PLoS One. 2024 Apr 16;19(4):e0302309. doi: 10.1371/journal.pone.0302309.


A number of studies have indicated that the mitotic rate may be a predictive factor for poor prognosis in melanoma patients. The aim of this study was to investigate whether the mitotic rate is associated with other prognostic clinical and anatomopathological characteristics. After adjusting for other anatomopathological characteristics, we then verified the prognostic value of the number of mitoses, determining in which population subgroup this variable may have greater prognostic significance on 3-year mortality. The Veneto Cancer Registry (Registro Tumori del Veneto-RTV), a high-resolution population-based dataset covering the regional population of approximately 4.9 million residents, served as the clinical data source for the analysis.
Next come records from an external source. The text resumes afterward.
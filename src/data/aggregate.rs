use std::collections::BTreeMap;

use serde::Serialize;

use super::model::{Column, ColumnSet, EnrichedRecord, TicketRecord};

/// Journey status counted as a delay. Matched exactly; other late statuses
/// (e.g. "Cancelled") are not counted.
pub const DELAYED_STATUS: &str = "Delayed";

/// Number of stations kept in each revenue rollup.
pub const TOP_STATIONS: usize = 10;

// ---------------------------------------------------------------------------
// Result types
// ---------------------------------------------------------------------------

#[derive(Debug, Clone, PartialEq, Serialize)]
pub struct StationRevenue {
    pub station: String,
    pub revenue: f64,
}

/// Raw prices of one ticket class, for the box plot.
#[derive(Debug, Clone, PartialEq, Serialize)]
pub struct ClassPrices {
    pub class: String,
    pub prices: Vec<f64>,
}

#[derive(Debug, Clone, PartialEq, Eq, Serialize)]
pub struct StatusCount {
    pub status: String,
    pub count: usize,
}

/// Everything the KPI cards and charts need, recomputed on every filter change.
#[derive(Debug, Clone, Default, PartialEq, Serialize)]
pub struct AggregateResult {
    pub total_revenue: f64,
    pub average_price: f64,
    pub delayed_count: usize,
    pub delayed_percentage: f64,
    pub total_trips: usize,
    /// Top departure stations by revenue, highest first.
    pub departure_revenue: Vec<StationRevenue>,
    /// Top arrival stations by revenue, highest first.
    pub arrival_revenue: Vec<StationRevenue>,
    /// Prices grouped by ticket class, classes in sorted order.
    pub price_by_class: Vec<ClassPrices>,
    /// Record count per journey status, most frequent first.
    pub status_distribution: Vec<StatusCount>,
}

impl AggregateResult {
    /// Number of distinct journey statuses in the set.
    pub fn distinct_statuses(&self) -> usize {
        self.status_distribution.len()
    }

    /// Combined revenue of the stations in the arrival rollup.
    pub fn top_arrival_total(&self) -> f64 {
        self.arrival_revenue.iter().map(|s| s.revenue).sum()
    }
}

// ---------------------------------------------------------------------------
// Aggregation
// ---------------------------------------------------------------------------

/// Compute KPIs and rollups over a (filtered) set of records.
///
/// `columns` says which columns the source file had; any figure whose column
/// is missing comes out as zero or empty. Never fails.
pub fn aggregate<'a, I>(records: I, columns: ColumnSet) -> AggregateResult
where
    I: IntoIterator<Item = &'a EnrichedRecord>,
{
    let tickets: Vec<&TicketRecord> = records.into_iter().map(|r| &r.ticket).collect();
    let has_price = columns.contains(Column::Price);
    let has_status = columns.contains(Column::JourneyStatus);

    let total_trips = tickets.len();

    let (total_revenue, average_price) = if has_price {
        let prices: Vec<f64> = tickets.iter().filter_map(|t| t.known_price()).collect();
        let total: f64 = prices.iter().sum();
        let mean = if prices.is_empty() {
            0.0
        } else {
            total / prices.len() as f64
        };
        (total, mean)
    } else {
        (0.0, 0.0)
    };

    let delayed_count = if has_status {
        tickets
            .iter()
            .filter(|t| t.journey_status.as_deref() == Some(DELAYED_STATUS))
            .count()
    } else {
        0
    };
    let delayed_percentage = if total_trips == 0 {
        0.0
    } else {
        delayed_count as f64 / total_trips as f64 * 100.0
    };

    let departure_revenue = if has_price && columns.contains(Column::DepartureStation) {
        revenue_by(&tickets, Column::DepartureStation, TOP_STATIONS)
    } else {
        Vec::new()
    };
    let arrival_revenue = if has_price && columns.contains(Column::ArrivalDestination) {
        revenue_by(&tickets, Column::ArrivalDestination, TOP_STATIONS)
    } else {
        Vec::new()
    };

    let price_by_class = if has_price && columns.contains(Column::TicketClass) {
        prices_by_class(&tickets)
    } else {
        Vec::new()
    };

    let status_distribution = if has_status {
        status_counts(&tickets)
    } else {
        Vec::new()
    };

    AggregateResult {
        total_revenue,
        average_price,
        delayed_count,
        delayed_percentage,
        total_trips,
        departure_revenue,
        arrival_revenue,
        price_by_class,
        status_distribution,
    }
}

/// Sum prices per station, highest first, keep `top_n`. Groups start in
/// station-name order and the sort is stable, so ties stay alphabetical.
fn revenue_by(tickets: &[&TicketRecord], station: Column, top_n: usize) -> Vec<StationRevenue> {
    let mut groups: BTreeMap<&str, f64> = BTreeMap::new();
    for t in tickets {
        if let Some(name) = t.text(station) {
            *groups.entry(name).or_insert(0.0) += t.known_price().unwrap_or(0.0);
        }
    }

    let mut rollup: Vec<StationRevenue> = groups
        .into_iter()
        .map(|(name, revenue)| StationRevenue {
            station: name.to_string(),
            revenue,
        })
        .collect();
    rollup.sort_by(|a, b| b.revenue.total_cmp(&a.revenue));
    rollup.truncate(top_n);
    rollup
}

fn prices_by_class(tickets: &[&TicketRecord]) -> Vec<ClassPrices> {
    let mut groups: BTreeMap<&str, Vec<f64>> = BTreeMap::new();
    for t in tickets {
        if let (Some(class), Some(price)) = (t.ticket_class.as_deref(), t.known_price()) {
            groups.entry(class).or_default().push(price);
        }
    }
    groups
        .into_iter()
        .map(|(class, prices)| ClassPrices {
            class: class.to_string(),
            prices,
        })
        .collect()
}

fn status_counts(tickets: &[&TicketRecord]) -> Vec<StatusCount> {
    let mut groups: BTreeMap<&str, usize> = BTreeMap::new();
    for status in tickets.iter().filter_map(|t| t.journey_status.as_deref()) {
        *groups.entry(status).or_insert(0) += 1;
    }
    let mut counts: Vec<StatusCount> = groups
        .into_iter()
        .map(|(status, count)| StatusCount {
            status: status.to_string(),
            count,
        })
        .collect();
    counts.sort_by(|a, b| b.count.cmp(&a.count));
    counts
}

// ---------------------------------------------------------------------------
// Box plot statistics
// ---------------------------------------------------------------------------

/// Five-number summary plus Tukey whiskers (1.5 × IQR) and outliers.
#[derive(Debug, Clone, PartialEq, Serialize)]
pub struct BoxStats {
    pub min: f64,
    pub q1: f64,
    pub median: f64,
    pub q3: f64,
    pub max: f64,
    pub lower_whisker: f64,
    pub upper_whisker: f64,
    pub outliers: Vec<f64>,
}

impl BoxStats {
    /// `None` when there are no (non-NaN) values.
    pub fn from_values(values: &[f64]) -> Option<BoxStats> {
        let mut sorted: Vec<f64> = values.iter().copied().filter(|v| !v.is_nan()).collect();
        if sorted.is_empty() {
            return None;
        }
        sorted.sort_by(f64::total_cmp);

        let q1 = quantile(&sorted, 0.25);
        let median = quantile(&sorted, 0.5);
        let q3 = quantile(&sorted, 0.75);
        let iqr = q3 - q1;
        let lo_fence = q1 - 1.5 * iqr;
        let hi_fence = q3 + 1.5 * iqr;

        let lower_whisker = sorted.iter().copied().find(|v| *v >= lo_fence).unwrap_or(q1);
        let upper_whisker = sorted.iter().rev().copied().find(|v| *v <= hi_fence).unwrap_or(q3);
        let outliers = sorted
            .iter()
            .copied()
            .filter(|v| *v < lo_fence || *v > hi_fence)
            .collect();

        Some(BoxStats {
            min: sorted[0],
            q1,
            median,
            q3,
            max: sorted[sorted.len() - 1],
            lower_whisker,
            upper_whisker,
            outliers,
        })
    }
}

/// Linear-interpolation quantile of sorted, non-empty data.
fn quantile(sorted: &[f64], p: f64) -> f64 {
    let pos = p * (sorted.len() - 1) as f64;
    let lo = pos.floor() as usize;
    let hi = pos.ceil() as usize;
    sorted[lo] + (sorted[hi] - sorted[lo]) * (pos - lo as f64)
}

#[cfg(test)]
mod tests {
    use super::*;

    fn rec(dep: &str, arr: &str, class: &str, price: Option<f64>, status: &str) -> EnrichedRecord {
        EnrichedRecord::bare(TicketRecord {
            departure_station: Some(dep.to_string()),
            arrival_destination: Some(arr.to_string()),
            ticket_class: Some(class.to_string()),
            price,
            journey_status: Some(status.to_string()),
            ..Default::default()
        })
    }

    fn close(a: f64, b: f64) -> bool {
        (a - b).abs() < 1e-9
    }

    #[test]
    fn kpis_skip_missing_prices() {
        let recs = vec![
            rec("York", "Oxford", "Standard", Some(10.0), "On Time"),
            rec("York", "Oxford", "Standard", None, "Delayed"),
            rec("York", "Oxford", "Standard", Some(20.0), "Cancelled"),
        ];
        let agg = aggregate(&recs, ColumnSet::all());
        assert_eq!(agg.total_trips, 3);
        assert!(close(agg.total_revenue, 30.0));
        assert!(close(agg.average_price, 15.0));
        assert_eq!(agg.delayed_count, 1);
        assert!(close(agg.delayed_percentage, 100.0 / 3.0));
    }

    #[test]
    fn nan_price_counts_as_missing() {
        let recs = vec![
            rec("York", "Leeds", "Standard", Some(10.0), "On Time"),
            rec("York", "Leeds", "Standard", Some(f64::NAN), "On Time"),
            rec("Oxford", "Leeds", "Standard", Some(5.0), "On Time"),
        ];
        let agg = aggregate(&recs, ColumnSet::all());
        assert!(close(agg.total_revenue, 15.0));
        assert!(close(agg.average_price, 7.5));
        assert_eq!(
            agg.departure_revenue,
            vec![
                StationRevenue { station: "York".into(), revenue: 10.0 },
                StationRevenue { station: "Oxford".into(), revenue: 5.0 },
            ]
        );
        assert_eq!(agg.price_by_class[0].prices, vec![10.0, 5.0]);
    }

    #[test]
    fn delay_match_is_exact() {
        let recs = vec![
            rec("York", "Oxford", "Standard", Some(1.0), "delayed"),
            rec("York", "Oxford", "Standard", Some(1.0), "Delayed "),
            rec("York", "Oxford", "Standard", Some(1.0), "Delayed"),
        ];
        let agg = aggregate(&recs, ColumnSet::all());
        assert_eq!(agg.delayed_count, 1);
    }

    #[test]
    fn missing_columns_degrade_to_zero() {
        let recs = vec![rec("York", "Oxford", "Standard", Some(10.0), "Delayed")];
        let columns: ColumnSet = [Column::DepartureStation, Column::TicketClass]
            .into_iter()
            .collect();
        let agg = aggregate(&recs, columns);
        assert_eq!(agg.total_trips, 1);
        assert_eq!(agg.total_revenue, 0.0);
        assert_eq!(agg.average_price, 0.0);
        assert_eq!(agg.delayed_count, 0);
        assert_eq!(agg.delayed_percentage, 0.0);
        assert!(agg.departure_revenue.is_empty());
        assert!(agg.arrival_revenue.is_empty());
        assert!(agg.price_by_class.is_empty());
        assert!(agg.status_distribution.is_empty());
    }

    #[test]
    fn rollup_is_top_ten_non_increasing() {
        let recs: Vec<EnrichedRecord> = (0..15)
            .map(|i| rec(&format!("Station {i:02}"), "York", "Standard", Some(i as f64), "On Time"))
            .collect();
        let agg = aggregate(&recs, ColumnSet::all());
        assert_eq!(agg.departure_revenue.len(), TOP_STATIONS);
        assert!(agg
            .departure_revenue
            .windows(2)
            .all(|w| w[0].revenue >= w[1].revenue));
        assert_eq!(agg.departure_revenue[0].station, "Station 14");
        assert_eq!(agg.arrival_revenue.len(), 1);
        assert!(close(agg.top_arrival_total(), (0..15).sum::<i32>() as f64));
    }

    #[test]
    fn rollup_ties_keep_group_order() {
        let recs = vec![
            rec("York", "Oxford", "Standard", Some(5.0), "On Time"),
            rec("Bath", "Oxford", "Standard", Some(5.0), "On Time"),
            rec("Leeds", "Oxford", "Standard", Some(9.0), "On Time"),
        ];
        let agg = aggregate(&recs, ColumnSet::all());
        let names: Vec<&str> = agg.departure_revenue.iter().map(|s| s.station.as_str()).collect();
        assert_eq!(names, ["Leeds", "Bath", "York"]);
    }

    #[test]
    fn status_ties_are_alphabetical_after_count() {
        let recs = vec![
            rec("York", "Oxford", "Standard", Some(1.0), "On Time"),
            rec("York", "Oxford", "Standard", Some(1.0), "On Time"),
            rec("York", "Oxford", "Standard", Some(1.0), "On Time"),
            rec("York", "Oxford", "Standard", Some(1.0), "Delayed"),
            rec("York", "Oxford", "Standard", Some(1.0), "Cancelled"),
        ];
        let agg = aggregate(&recs, ColumnSet::all());
        let order: Vec<(&str, usize)> = agg
            .status_distribution
            .iter()
            .map(|s| (s.status.as_str(), s.count))
            .collect();
        assert_eq!(order, [("On Time", 3), ("Cancelled", 1), ("Delayed", 1)]);
    }

    #[test]
    fn arrival_rollup_orders_by_revenue() {
        let recs = vec![
            rec("York", "Reading", "Standard", Some(15.0), "On Time"),
            rec("York", "Oxford", "Standard", Some(40.0), "On Time"),
            rec("York", "Bath", "Standard", Some(15.0), "On Time"),
            rec("York", "Reading", "Standard", Some(10.0), "On Time"),
        ];
        let agg = aggregate(&recs, ColumnSet::all());
        assert_eq!(
            agg.arrival_revenue,
            vec![
                StationRevenue { station: "Oxford".into(), revenue: 40.0 },
                StationRevenue { station: "Reading".into(), revenue: 25.0 },
                StationRevenue { station: "Bath".into(), revenue: 15.0 },
            ]
        );
        assert!(close(agg.top_arrival_total(), 80.0));
    }

    #[test]
    fn groups_prices_and_statuses() {
        let recs = vec![
            rec("York", "Oxford", "Standard", Some(10.0), "On Time"),
            rec("York", "Oxford", "First Class", Some(40.0), "Delayed"),
            rec("York", "Oxford", "Standard", Some(12.0), "On Time"),
            rec("York", "Oxford", "Standard", None, "Cancelled"),
        ];
        let agg = aggregate(&recs, ColumnSet::all());
        assert_eq!(
            agg.price_by_class,
            vec![
                ClassPrices { class: "First Class".into(), prices: vec![40.0] },
                ClassPrices { class: "Standard".into(), prices: vec![10.0, 12.0] },
            ]
        );
        assert_eq!(agg.status_distribution[0], StatusCount { status: "On Time".into(), count: 2 });
        assert_eq!(agg.distinct_statuses(), 3);
    }

    #[test]
    fn empty_set_is_all_zero() {
        let agg = aggregate(&Vec::<EnrichedRecord>::new(), ColumnSet::all());
        assert_eq!(agg, AggregateResult::default());
    }

    #[test]
    fn box_stats_quartiles_and_outliers() {
        let stats = BoxStats::from_values(&[1.0, 2.0, 3.0, 4.0, 100.0]).unwrap();
        assert_eq!(stats.min, 1.0);
        assert_eq!(stats.q1, 2.0);
        assert_eq!(stats.median, 3.0);
        assert_eq!(stats.q3, 4.0);
        assert_eq!(stats.max, 100.0);
        assert_eq!(stats.lower_whisker, 1.0);
        assert_eq!(stats.upper_whisker, 4.0);
        assert_eq!(stats.outliers, vec![100.0]);

        let stats = BoxStats::from_values(&[10.0, 20.0]).unwrap();
        assert!(close(stats.q1, 12.5));
        assert!(close(stats.median, 15.0));
        assert!(BoxStats::from_values(&[]).is_none());
    }
}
Inclusion criteria included all incident cases of invasive cutaneous malignant melanoma recorded in the RTV in 2015 (1,050 cases) and 2017 (1,205 cases) for which the number of mitoses was available. Mitotic classes were represented by Kaplan-Meier curves for short-term overall survival. Cox regression calculated hazard ratios in multivariable models to evaluate the independent prognostic role of different mitotic rate cut-offs. The results indicate that the mitotic rate is associated with other survival prognostic factors: the variables comprising the TNM stage (e.g., tumor thickness, ulceration, lymph node status and presence of metastasis) and the characteristics that are not included in the TNM stage (e.g., age, site of tumor, type of morphology, growth pattern and TIL). Moreover, this study demonstrated that, even after adjusting for these prognostic factors, mitoses per mm2 are associated with higher mortality, particularly in T2 patients. In conclusion, these findings revealed the need to include the mitotic rate in the histological diagnosis because it correlates with the prognosis as an independent factor. The mitotic rate can be used to develop a personalized medicine approach in the treatment and follow-up monitoring of melanoma patients.